Starting with the first line of the records, write out each line exactly until you have included the line containing "use tokio::net::TcpListener;".

[Data for review Boundary: Start]

//! # umbra-server
//!
//! Runs the umbra proximity monitor and serves its REST API.
//!
//! This binary provides:
//! - The monitor task: Bluetooth scanning, the debounce rule and the lock
//! - REST API for status, devices, discovery and configuration
//! - OpenAPI documentation via Swagger UI
//! - Structured logging to file and stdout
//!
//! ## Running
//!
//! ```bash
//! # Development, without a Bluetooth adapter
//! cargo run --package umbra-server --features mock-bluetooth
//!
//! # Production
//! UMBRA_ENV=production ./umbra-server
//! ```

#![forbid(unsafe_code)]
#![warn(clippy::all, clippy::pedantic, clippy::nursery)]

use std::sync::Arc;

use anyhow::Context;
use tokio::net::TcpListener;
use tokio::sync::watch;
use tokio_util::sync::CancellationToken;
use tracing::{error, info};
use umbra_core::{default_config_path, Config};
use umbra_server::api::create_router;
use umbra_server::logging::{self, LogProfile};
use umbra_server::state::{self, AppState};

#[tokio::main]
async fn main() -> anyhow::Result<()> {
    logging::init(LogProfile::from_env())?;

    info!(version = env!("CARGO_PKG_VERSION"), "Starting umbra-server");

    let config_path = default_config_path();
    let config = Config::load_or_default(&config_path)
        .with_context(|| format!("loading {}", config_path.display()))?;
    config.validate().context("invalid configuration")?;
    info!(path = %config_path.display(), "configuration loaded");

    let addr = format!("{}:{}", config.server.bind_address, config.server.port);
    let (config_tx, config_rx) = watch::channel(config);

    let shutdown = CancellationToken::new();
    let monitor = state::start_monitor(config_rx, shutdown.clone()).await?;

    let app_state = Arc::new(AppState::new(monitor.handle, config_tx, config_path));
    let app = create_router(app_state);

    let listener = TcpListener::bind(&addr)
        .await
        .with_context(|| format!("binding {addr}"))?;
    info!(address = %addr, "Listening");

    let signal = shutdown.clone();
    axum::serve(listener, app)
        .with_graceful_shutdown(async move {
            tokio::select! {
                _ = tokio::signal::ctrl_c() => info!("Shutdown requested"),
                () = signal.cancelled() => {}
            }
        })
        .await?;

    shutdown.cancel();
    if let Err(e) = monitor.task.await {
        error!(error = %e, "monitor task ended abnormally");
    }
    info!("umbra-server stopped");

    Ok(())
}
//! Application configuration management.
//!
//! Handles loading, saving, and validating umbra configuration including:
//! - RSSI threshold and lock delay for the proximity engine
//! - Whether auto-lock is enabled
//! - Pre-lock notifications
//! - HTTP server bind address
//!
//! Files are TOML. Loading layers `UMBRA__SECTION__KEY` environment variables
//! on top of the file (e.g. `UMBRA__MONITOR__LOCK_DELAY_SECS=30`).

use std::path::{Path, PathBuf};
use std::time::Duration;

use serde::{Deserialize, Serialize};
use thiserror::Error;

/// Environment variable that overrides the config file location.
pub const CONFIG_PATH_ENV: &str = "UMBRA_CONFIG";

/// Prefix for environment overrides.
const ENV_PREFIX: &str = "UMBRA";

/// Lowest RSSI threshold accepted, in dBm.
pub const MIN_RSSI_THRESHOLD: i16 = -100;

/// Highest RSSI threshold accepted, in dBm.
pub const MAX_RSSI_THRESHOLD: i16 = 0;

/// Longest lock delay accepted through validation, in seconds.
pub const MAX_LOCK_DELAY_SECS: i64 = 3600;

/// Longest pause between the notification and the lock, in milliseconds.
pub const MAX_NOTICE_DELAY_MS: u64 = 10_000;

/// Errors from loading, saving or validating configuration.
#[derive(Debug, Error)]
pub enum ConfigError {
    /// The configuration file does not exist.
    #[error("configuration file not found: {}", .0.display())]
    NotFound(PathBuf),

    /// The configuration file could not be read.
    #[error("failed to read {}: {source}", path.display())]
    ReadError {
        /// File path.
        path: PathBuf,
        /// Underlying error.
        source: std::io::Error,
    },

    /// The configuration file could not be written.
    #[error("failed to write {}: {source}", path.display())]
    WriteError {
        /// File path.
        path: PathBuf,
        /// Underlying error.
        source: std::io::Error,
    },

    /// The configuration sources could not be merged or deserialized.
    #[error("failed to load configuration: {0}")]
    LoadError(#[from] config::ConfigError),

    /// The configuration could not be serialized to TOML.
    #[error("failed to serialize configuration: {0}")]
    SerializeError(#[from] toml::ser::Error),

    /// A single field failed validation.
    #[error("invalid {field}: {message}")]
    ValidationError {
        /// Field path, e.g. `monitor.rssi_threshold`.
        field: &'static str,
        /// What is wrong with it.
        message: String,
    },

    /// Several fields failed validation.
    #[error("{} validation errors", .0.len())]
    MultipleValidationErrors(Vec<ConfigError>),
}

/// Result type for configuration operations.
pub type ConfigResult<T> = std::result::Result<T, ConfigError>;

/// Main application configuration.
#[derive(Debug, Clone, Default, PartialEq, Eq, Serialize, Deserialize)]
#[serde(default)]
pub struct Config {
    /// Proximity engine settings.
    pub monitor: MonitorConfig,

    /// Pre-lock notification settings.
    pub notifications: NotificationsConfig,

    /// HTTP server settings.
    pub server: ServerConfig,
}

/// Proximity engine settings as stored on disk.
///
/// Values are kept as written; [`MonitorSettings::from`] clamps them before
/// the engine sees them.
#[derive(Debug, Clone, PartialEq, Eq, Serialize, Deserialize)]
#[serde(default)]
pub struct MonitorConfig {
    /// RSSI at or above which a device counts as nearby.
    /// Typical values: -80 (far) to -50 (very close).
    pub rssi_threshold: i16,

    /// Seconds every device must stay out of range before locking.
    pub lock_delay_secs: i64,

    /// Master switch for the lock action.
    pub auto_lock_enabled: bool,

    /// Start monitoring on launch when devices are stored.
    pub start_on_launch: bool,
}

impl Default for MonitorConfig {
    fn default() -> Self {
        Self {
            rssi_threshold: -70,
            lock_delay_secs: 10,
            auto_lock_enabled: true,
            start_on_launch: true,
        }
    }
}

/// Pre-lock notification settings.
#[derive(Debug, Clone, PartialEq, Eq, Serialize, Deserialize)]
#[serde(default)]
pub struct NotificationsConfig {
    /// Show a desktop notification before locking.
    pub enabled: bool,

    /// Pause between the notification and the lock, in milliseconds.
    pub notice_delay_ms: u64,
}

impl Default for NotificationsConfig {
    fn default() -> Self {
        Self {
            enabled: true,
            notice_delay_ms: 500,
        }
    }
}

impl NotificationsConfig {
    /// Notice delay as a [`Duration`]; zero when notifications are off.
    #[must_use]
    pub const fn notice_delay(&self) -> Duration {
        if self.enabled {
            Duration::from_millis(self.notice_delay_ms)
        } else {
            Duration::ZERO
        }
    }
}

/// HTTP server settings.
#[derive(Debug, Clone, PartialEq, Eq, Serialize, Deserialize)]
#[serde(default)]
pub struct ServerConfig {
    /// Address to bind.
    pub bind_address: String,

    /// Port to bind.
    pub port: u16,
}

impl Default for ServerConfig {
    fn default() -> Self {
        Self {
            bind_address: "127.0.0.1".to_string(),
            port: 3000,
        }
    }
}

/// Engine-facing view of [`MonitorConfig`] with every value in bounds.
#[derive(Debug, Clone, Copy, PartialEq, Eq)]
pub struct MonitorSettings {
    /// RSSI threshold in dBm, within `MIN_RSSI_THRESHOLD..=MAX_RSSI_THRESHOLD`.
    pub rssi_threshold: i16,
    /// Debounce window per device.
    pub lock_delay: chrono::Duration,
    /// Whether the gate may fire at all.
    pub auto_lock_enabled: bool,
}

impl Default for MonitorSettings {
    fn default() -> Self {
        Self::from(&MonitorConfig::default())
    }
}

impl From<&MonitorConfig> for MonitorSettings {
    fn from(config: &MonitorConfig) -> Self {
        Self {
            rssi_threshold: config
                .rssi_threshold
                .clamp(MIN_RSSI_THRESHOLD, MAX_RSSI_THRESHOLD),
            lock_delay: chrono::Duration::seconds(config.lock_delay_secs.max(0)),
            auto_lock_enabled: config.auto_lock_enabled,
        }
    }
}

impl Config {
    /// Loads configuration from `path`, falling back to defaults when the
    /// file does not exist. Environment overrides apply either way.
    ///
    /// # Errors
    ///
    /// Returns an error if the file exists but cannot be parsed.
    pub fn load_or_default(path: impl AsRef<Path>) -> ConfigResult<Self> {
        let path = path.as_ref();
        let defaults = config::Config::try_from(&Self::default())?;
        let settings = config::Config::builder()
            .add_source(defaults)
            .add_source(config::File::from(path).required(false))
            .add_source(
                config::Environment::with_prefix(ENV_PREFIX)
                    .prefix_separator("__")
                    .separator("__")
                    .try_parsing(true),
            )
            .build()?;
        Ok(settings.try_deserialize()?)
    }

    /// Loads configuration from `path`; the file must exist.
    ///
    /// # Errors
    ///
    /// Returns [`ConfigError::NotFound`] if the file is missing.
    pub fn load(path: impl AsRef<Path>) -> ConfigResult<Self> {
        let path = path.as_ref();
        if !path.exists() {
            return Err(ConfigError::NotFound(path.to_path_buf()));
        }
        Self::load_or_default(path)
    }

    /// Writes configuration as TOML, creating parent directories.
    ///
    /// # Errors
    ///
    /// Returns an error if the file cannot be written.
    pub fn save(&self, path: impl AsRef<Path>) -> ConfigResult<()> {
        let path = path.as_ref();
        if let Some(parent) = path.parent() {
            std::fs::create_dir_all(parent).map_err(|source| ConfigError::WriteError {
                path: parent.to_path_buf(),
                source,
            })?;
        }
        let content = toml::to_string_pretty(self)?;
        std::fs::write(path, content).map_err(|source| ConfigError::WriteError {
            path: path.to_path_buf(),
            source,
        })
    }

    /// Checks every field and reports all violations at once.
    ///
    /// # Errors
    ///
    /// Returns the single violation, or [`ConfigError::MultipleValidationErrors`].
    pub fn validate(&self) -> ConfigResult<()> {
        let mut errors = Vec::new();

        if !(MIN_RSSI_THRESHOLD..=MAX_RSSI_THRESHOLD).contains(&self.monitor.rssi_threshold) {
            errors.push(ConfigError::ValidationError {
                field: "monitor.rssi_threshold",
                message: format!(
                    "must be between {MIN_RSSI_THRESHOLD} and {MAX_RSSI_THRESHOLD} dBm, got {}",
                    self.monitor.rssi_threshold
                ),
            });
        }

        if !(0..=MAX_LOCK_DELAY_SECS).contains(&self.monitor.lock_delay_secs) {
            errors.push(ConfigError::ValidationError {
                field: "monitor.lock_delay_secs",
                message: format!(
                    "must be between 0 and {MAX_LOCK_DELAY_SECS} seconds, got {}",
                    self.monitor.lock_delay_secs
                ),
            });
        }

        if self.notifications.notice_delay_ms > MAX_NOTICE_DELAY_MS {
            errors.push(ConfigError::ValidationError {
                field: "notifications.notice_delay_ms",
                message: format!("must be at most {MAX_NOTICE_DELAY_MS} ms"),
            });
        }

        if self.server.bind_address.trim().is_empty() {
            errors.push(ConfigError::ValidationError {
                field: "server.bind_address",
                message: "cannot be empty".to_string(),
            });
        }

        match errors.len() {
            0 => Ok(()),
            1 => Err(errors.remove(0)),
            _ => Err(ConfigError::MultipleValidationErrors(errors)),
        }
    }

    /// Engine-facing monitor settings.
    #[must_use]
    pub fn monitor_settings(&self) -> MonitorSettings {
        MonitorSettings::from(&self.monitor)
    }
}

/// Returns the configuration file path.
///
/// `UMBRA_CONFIG` wins; otherwise `config.toml` in the user's config
/// directory (`~/.config/umbra/` on Linux).
#[must_use]
pub fn default_config_path() -> PathBuf {
    if let Some(path) = std::env::var_os(CONFIG_PATH_ENV).filter(|p| !p.is_empty()) {
        return PathBuf::from(path);
    }

    directories::ProjectDirs::from("", "", "umbra")
        .map(|dirs| dirs.config_dir().join("config.toml"))
        .unwrap_or_else(|| PathBuf::from("./config.toml"))
}

#[cfg(test)]
mod tests {
    use super::*;
    use tempfile::TempDir;

    #[test]
    fn test_defaults_match_documented_values() {
        let config = Config::default();
        assert_eq!(config.monitor.rssi_threshold, -70);
        assert_eq!(config.monitor.lock_delay_secs, 10);
        assert!(config.monitor.auto_lock_enabled);
        assert!(config.notifications.enabled);
        assert!(config.validate().is_ok());
    }

    #[test]
    fn test_missing_file_yields_defaults() {
        let dir = TempDir::new().unwrap();
        let config = Config::load_or_default(dir.path().join("absent.toml")).unwrap();
        assert_eq!(config.monitor, MonitorConfig::default());
    }

    #[test]
    fn test_load_requires_file() {
        let dir = TempDir::new().unwrap();
        let err = Config::load(dir.path().join("absent.toml")).unwrap_err();
        assert!(matches!(err, ConfigError::NotFound(_)));
    }

    #[test]
    fn test_save_then_load() {
        let dir = TempDir::new().unwrap();
        let path = dir.path().join("nested").join("config.toml");

        let mut config = Config::default();
        config.monitor.rssi_threshold = -62;
        config.monitor.lock_delay_secs = 25;
        config.notifications.enabled = false;
        config.save(&path).unwrap();

        let loaded = Config::load(&path).unwrap();
        assert_eq!(loaded, config);
    }

    #[test]
    fn test_partial_file_keeps_other_defaults() {
        let dir = TempDir::new().unwrap();
        let path = dir.path().join("config.toml");
        std::fs::write(&path, "[monitor]\nlock_delay_secs = 30\n").unwrap();

        let config = Config::load(&path).unwrap();
        assert_eq!(config.monitor.lock_delay_secs, 30);
        assert_eq!(config.monitor.rssi_threshold, -70);
        assert_eq!(config.server.port, 3000);
    }

    #[test]
    fn test_validate_collects_all_errors() {
        let mut config = Config::default();
        config.monitor.rssi_threshold = 20;
        config.monitor.lock_delay_secs = -5;

        match config.validate() {
            Err(ConfigError::MultipleValidationErrors(errors)) => assert_eq!(errors.len(), 2),
            other => panic!("expected multiple errors, got {other:?}"),
        }
    }

    #[test]
    fn test_settings_clamp_out_of_bounds_values() {
        let monitor = MonitorConfig {
            rssi_threshold: -150,
            lock_delay_secs: -5,
            auto_lock_enabled: true,
            start_on_launch: true,
        };
        let settings = MonitorSettings::from(&monitor);
        assert_eq!(settings.rssi_threshold, MIN_RSSI_THRESHOLD);
        assert_eq!(settings.lock_delay, chrono::Duration::zero());

        let monitor = MonitorConfig {
            rssi_threshold: 12,
            ..MonitorConfig::default()
        };
        assert_eq!(MonitorSettings::from(&monitor).rssi_threshold, MAX_RSSI_THRESHOLD);
    }

    #[test]
    fn test_notice_delay_respects_enabled() {
        let mut notifications = NotificationsConfig::default();
        assert_eq!(notifications.notice_delay(), Duration::from_millis(500));
        notifications.enabled = false;
        assert_eq!(notifications.notice_delay(), Duration::ZERO);
    }
}
//! # umbra-core
//!
//! Core proximity engine for umbra: lock the session once every trusted
//! Bluetooth device has walked away.
//!
//! This crate provides:
//! - Per-device proximity state built from Bluetooth LE sightings
//! - A debounced all-devices-out-of-range rule
//! - A cooldown gate around the lock action
//! - Scan duty-cycling (discovery window, continuous monitoring, pause)
//! - Configuration and device list persistence
//!
//! ## Architecture
//!
//! The crate is organized into the following modules:
//!
//! - [`tracker`] - Monitored device id to [`DeviceState`] mapping
//! - [`debounce`] - The in-range test and the per-device debounce rule
//! - [`gate`] - Cooldown and single-flight dispatch of the lock action
//! - [`scheduler`] - Scan state machine driving the [`Scanner`]
//! - [`controller`] - The monitor task that owns all of the above
//! - [`command`] - Typed command API and [`MonitorHandle`]
//! - [`scanner`] - Scanner seam, sighting queue and the mock scanner
//! - `bluetooth` - BlueZ scanner (feature `bluetooth`)
//! - [`actuator`] - Session lock, notification and lock probe
//! - [`config`] - Application configuration loading, saving, and validation
//! - [`storage`] - Persistent device list using JSON files
//! - [`device`] - Device records and type classification
//! - [`error`] - Unified error types for the crate
//! - [`types`] - Shared identifiers and the sighting event

#![forbid(unsafe_code)]
#![warn(clippy::all, clippy::pedantic, clippy::nursery)]
#![warn(missing_docs)]

pub mod actuator;
#[cfg(feature = "bluetooth")]
pub mod bluetooth;
pub mod command;
pub mod config;
pub mod controller;
pub mod debounce;
pub mod device;
pub mod error;
pub mod gate;
pub mod scanner;
pub mod scheduler;
pub mod storage;
pub mod tracker;
pub mod types;

// Re-export primary types for convenience
pub use actuator::{
    ActionProbe, Actuator, ActuatorError, DesktopNotifier, DryRunActuator, NeverInEffect,
    Notifier, SessionLockProbe, SessionLocker,
};
#[cfg(feature = "bluetooth")]
pub use bluetooth::BluezScanner;
pub use command::{
    Command, DeviceStatus, MonitorHandle, MonitorStatus, TestActionOutcome, ToggleOutcome,
};
pub use config::{
    default_config_path, Config, ConfigError, ConfigResult, MonitorConfig, MonitorSettings,
    NotificationsConfig, ServerConfig, MAX_LOCK_DELAY_SECS, MAX_NOTICE_DELAY_MS,
    MAX_RSSI_THRESHOLD, MIN_RSSI_THRESHOLD,
};
pub use controller::{MonitorController, MonitorParts, PROBE_TIMEOUT, TICK_INTERVAL};
pub use debounce::{DebounceEngine, Decision, Evaluation, STALENESS_WINDOW_SECS};
pub use device::{DeviceType, DiscoveredDevice, MonitoredDevice, SignalStrength};
pub use error::{Error, Result, UmbraError};
pub use gate::{
    ActionGate, ActionOutcome, ActionReport, GateOutcome, SuppressReason, MINIMUM_INTERVAL_SECS,
};
#[cfg(any(test, feature = "mock-bluetooth", not(feature = "bluetooth")))]
pub use scanner::{MockDevice, MockScanner, ScanCommand};
pub use scanner::{
    RadioState, ScanFeed, ScanSink, Scanner, ScannerError, ScannerResult, UnavailableScanner,
    SIGHTING_QUEUE_CAPACITY,
};
pub use scheduler::{ScanScheduler, ScanState, DISCOVERY_WINDOW_SECS};
pub use storage::{default_data_dir, DeviceStore, StoreError, StoreResult};
pub use tracker::{DeviceState, ProximityTracker};
pub use types::{is_valid_mac_address, DeviceId, SightingEvent, Timestamp};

[Data for review Boundary: End]

Solved problem:
//! # umbra-server
//!
//! Runs the umbra proximity monitor and serves its REST API.
//!
//! This binary provides:
//! - The monitor task: Bluetooth scanning, the debounce rule and the lock
//! - REST API for status, devices, discovery and configuration
//! - OpenAPI documentation via Swagger UI
//! - Structured logging to file and stdout
//!
//! ## Running
//!
//! ```bash
//! # Development, without a Bluetooth adapter
//! cargo run --package umbra-server --features mock-bluetooth
//!
//! # Production
//! UMBRA_ENV=production ./umbra-server
//! ```

#![forbid(unsafe_code)]
#![warn(clippy::all, clippy::pedantic, clippy::nursery)]

use std::sync::Arc;

use anyhow::Context;
use tokio::net::TcpListener;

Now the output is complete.